Sunday, March 9, 2014
Most of us have had to make choices that are very difficult.
Some of us have had to make choices that were impossible.
We have one of those impossible choices to make right now.
Braden's secondary cancer (mds leukemia) that was caused by the harsh treatments he endured to beat his first cancer (neuroblastoma) is going to kill him if we don't do a bone marrow transplant...and that could kill him. And if the transplant works and rids his body of the mds, his immune system that may be responsible for keeping any dormant neuroblastoma cells quiet may then allow the neuroblastoma to come back. And that would kill him.
It's a choice in which, like so many parents of children with cancer, we have to make an impossible decision about life and death.
Does he die after he's had the most amount of good quality time without further risky treatments, or do we risk things and hope to not kill him, shorten his life, or take away the quality of the time he has left with the risky treatments by fighting for a cure...
This beautiful,vibrant, happy boy.
We have been fighting this mds since he was diagnosed on July 8 and we were told that he had only several weeks to a few months to live. We had to make the choice to either do nothing and let him die then or try a chemotherapy that we inject into him at home for seven days, two to three shots a day every three weeks.
Every time we have been told Braden was going to die, we have take the option that gives him a chance to live.
And we have faith that God will be there for us no matter what the result of the treatment.
Now we have to do something different for his mds. We have known this path isn't curative and would only buy us time and now we see signs that we need to proceed with transplant if Braden is going survive.

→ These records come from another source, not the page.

//! Transports perform the external call behind an async command
//!
//! The dispatcher never talks to the network directly: it hands a bound
//! [`Request`] to a [`Transport`] and turns the outcome into a lifecycle
//! action. [`HttpTransport`] is the production implementation; tests and
//! demos plug in in-memory transports.

use crate::registry::{Method, Request};
use futures::future::BoxFuture;
use optimistic_core::{Command, DispatchError};
use reqwest::header::{ACCEPT, CONTENT_LENGTH, CONTENT_TYPE};
use serde::Serialize;
use serde::de::DeserializeOwned;
use serde_json::Value;
use std::sync::Arc;

/// Performs one external call and reports its result exactly once
pub trait Transport: Send + Sync + 'static {
    /// Execute the request
    ///
    /// The returned future must resolve to the parsed response body, or to the
    /// reason the call failed.
    fn call(&self, request: Request) -> BoxFuture<'static, Result<Value, DispatchError>>;
}

impl<T: Transport + ?Sized> Transport for Arc<T> {
    fn call(&self, request: Request) -> BoxFuture<'static, Result<Value, DispatchError>> {
        (**self).call(request)
    }
}

/// A command that can be sent to a remote endpoint
///
/// `payload` supplies the fields bound into the URL template and the request
/// body; `decode_response` turns the response body into the command's typed
/// [`Command::Response`].
pub trait Remote: Command {
    /// JSON form of the command's data
    ///
    /// # Errors
    ///
    /// Returns [`DispatchError::Serialization`] if the command cannot be encoded.
    fn payload(&self) -> Result<Value, DispatchError>;

    /// Decode the response body for this command
    ///
    /// # Errors
    ///
    /// Returns [`DispatchError::Decode`] if the body has an unexpected shape.
    fn decode_response(&self, body: Value) -> Result<Self::Response, DispatchError>;
}

/// Serialize a value into a command payload
///
/// # Errors
///
/// Returns [`DispatchError::Serialization`] if serialization fails.
pub fn to_payload<T: Serialize + ?Sized>(value: &T) -> Result<Value, DispatchError> {
    serde_json::to_value(value).map_err(|e| DispatchError::Serialization(e.to_string()))
}

/// Deserialize a response body
///
/// # Errors
///
/// Returns [`DispatchError::Decode`] if the body does not match `T`.
pub fn from_body<T: DeserializeOwned>(body: Value) -> Result<T, DispatchError> {
    serde_json::from_value(body).map_err(|e| DispatchError::Decode(e.to_string()))
}

/// How a successful response body should be read
#[derive(Clone, Copy, Debug, PartialEq, Eq)]
enum BodyFormat {
    Empty,
    Text,
    Json,
}

fn body_format(
    content_length: Option<&str>,
    content_type: Option<&str>,
) -> Result<BodyFormat, DispatchError> {
    if content_length.map(str::trim) == Some("0") {
        return Ok(BodyFormat::Empty);
    }

    match content_type {
        Some(value) if value.contains("application/json") => Ok(BodyFormat::Json),
        Some(value) if value.contains("text/html") || value.contains("text/plain") => {
            Ok(BodyFormat::Text)
        }
        Some(value) => Err(DispatchError::UnsupportedContentType(value.to_string())),
        None => Err(DispatchError::UnsupportedContentType("<missing>".to_string())),
    }
}

/// HTTP transport backed by `reqwest`
///
/// - `GET` requests carry only `Accept: application/json`.
/// - Other methods send the request body as JSON unless it is `null`.
/// - Non-2xx responses fail with [`DispatchError::Status`].
/// - Empty responses decode to `""`, text responses to a JSON string, JSON
///   responses as-is; any other content type is
///   [`DispatchError::UnsupportedContentType`].
#[derive(Clone, Debug, Default)]
pub struct HttpTransport {
    client: reqwest::Client,
}

impl HttpTransport {
    /// Create a transport with a default client
    #[must_use]
    pub fn new() -> Self {
        Self::default()
    }

    /// Create a transport that reuses an existing client
    #[must_use]
    pub const fn with_client(client: reqwest::Client) -> Self {
        Self { client }
    }
}

fn http_method(method: Method) -> reqwest::Method {
    match method {
        Method::Get => reqwest::Method::GET,
        Method::Post => reqwest::Method::POST,
        Method::Put => reqwest::Method::PUT,
        Method::Patch => reqwest::Method::PATCH,
        Method::Delete => reqwest::Method::DELETE,
    }
}

impl Transport for HttpTransport {
    fn call(&self, request: Request) -> BoxFuture<'static, Result<Value, DispatchError>> {
        let client = self.client.clone();

        Box::pin(async move {
            let mut builder = client
                .request(http_method(request.method), &request.url)
                .header(ACCEPT, "application/json");

            if request.method != Method::Get && !request.body.is_null() {
                builder = builder.json(&request.body);
            }

            tracing::debug!(method = %request.method, url = %request.url, "Calling endpoint");

            let response = builder
                .send()
                .await
                .map_err(|e| DispatchError::Transport(e.to_string()))?;

            let status = response.status();
            if !status.is_success() {
                let body = response.text().await.unwrap_or_default();
                return Err(DispatchError::Status {
                    status: status.as_u16(),
                    body,
                });
            }

            let headers = response.headers();
            let format = body_format(
                headers.get(CONTENT_LENGTH).and_then(|v| v.to_str().ok()),
                headers.get(CONTENT_TYPE).and_then(|v| v.to_str().ok()),
            )?;

            match format {
                BodyFormat::Empty => Ok(Value::String(String::new())),
                BodyFormat::Text => response
                    .text()
                    .await
                    .map(Value::String)
                    .map_err(|e| DispatchError::Transport(e.to_string())),
                BodyFormat::Json => response
                    .json::<Value>()
                    .await
                    .map_err(|e| DispatchError::Decode(e.to_string())),
            }
        })
    }
}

We have chosen the only path for treating his mds that allows him even a small chance of beating it all and surviving. Braden will have a bone marrow transplant and we will hope that he survives it, it kills all the leukemia, his donor cells engraft, and the neuroblastoma stays quiet.
Imagine being at the top of a jagged cliff and knowing you are going to die very soon if you don't jump and take a chance at surviving. You know that whatever way you jump, there are rocks surrounding you that are not going to give a safe landing. There are just a few green, softer spots (and even those softer spots aren't particularly appealing).
But WE are not going to jump.
We have to throw our child off that cliff...
and we can't make the jump with him.
We have to hope our aim somehow lands him in the exact right place at the exact right time so he will recover and survive.
We know no matter what, he will not land unscathed, it's a matter of trying to choose the spot that will do the least amount of harm and give the most hope for recovery and survival.
We know transplant will cause harm and will have side effects that will last the rest of his life. We don't know how devastating and debilitating those side effects are going to be though.
That is a lot to wrestle with in your heart and mind.
Imagine, for a minute, throwing your child off that cliff hoping to do the least amount of harm while giving him a chance.
Imagine being forced to make a choice like that with your child.
It sucks as much as you are thinking, especially when it's not a hypothetical question.
We can only hope, trust...
and have I have unending FAITH that God is there and will give us the right answer to our prayers...
even if it's not the answer we want.
That is a very hard thing to do.
God gives me peace and my hope, my faith and my trust are bigger than that jagged cliff.
My God is greater than that cliff and His love surpasses all the danger and fear.
We are fighting like crazy to keep Braden here with us. Make no mistake...we are NOT ready to let him go!
I've held on to my faith since his terminal prognosis in July. And this past week, we learned some very unexpected news that made that teeny tiny glimmer of hope we have held onto just a little brighter.
The doctors told us that Braden is in a very unique situation and he has a few things going for him.
And the words "a few things going for him" were unexpected and glorious to hear .
First, his neuroblastoma has been in a second remission for three years. That is nearly unheard of with relapsing neuroblastoma.
Secondly, his mds is currently only affecting about 2% of his cells and because that is fewer cells to have to kill and it has responded to therapy. He began at about 20% of his cells so the chemo has been working. It is encouraging this the cancer responded to the chemo and it's better that he has less disease to fight with transplant.
Third, after 6 years of continuous cancer treatment, Braden's organ function is good. That's pretty amazing. He has a few treatment induced health issues but his organs are functioning in acceptable ways.
That gives him a "related bone marrow donor". And it's a huge advantage.
There are multiple benefits to having a bone marrow donor that is a sibling, simply put it can make the engraftment process easier and cause less complications and side effects.
It only happens 25% of the time that a sibling is the match for a patient.
And on Friday, we learned that Zach is a FULL MATCH for Braden...and that is really good news.
Zach is excited to try to save his brother's life.
And we are blessed to have a ten year old who is brave enough to try. It may not work, his cells may not engraft and even if they do the rate for relapse of mds post transplant is extremely high, but knowing all of that, Zach is willing to try.
Zach is a pretty awesome kid!
So while we are standing on that cliff with really crappy choices to make, we have some new hope...
....all thanks to faith that God will guide Braden to a softer green spot on that jagged cliff.
Please hope with us and believe all things are possible!
“Never be afraid to trust an unknown future to a known God.”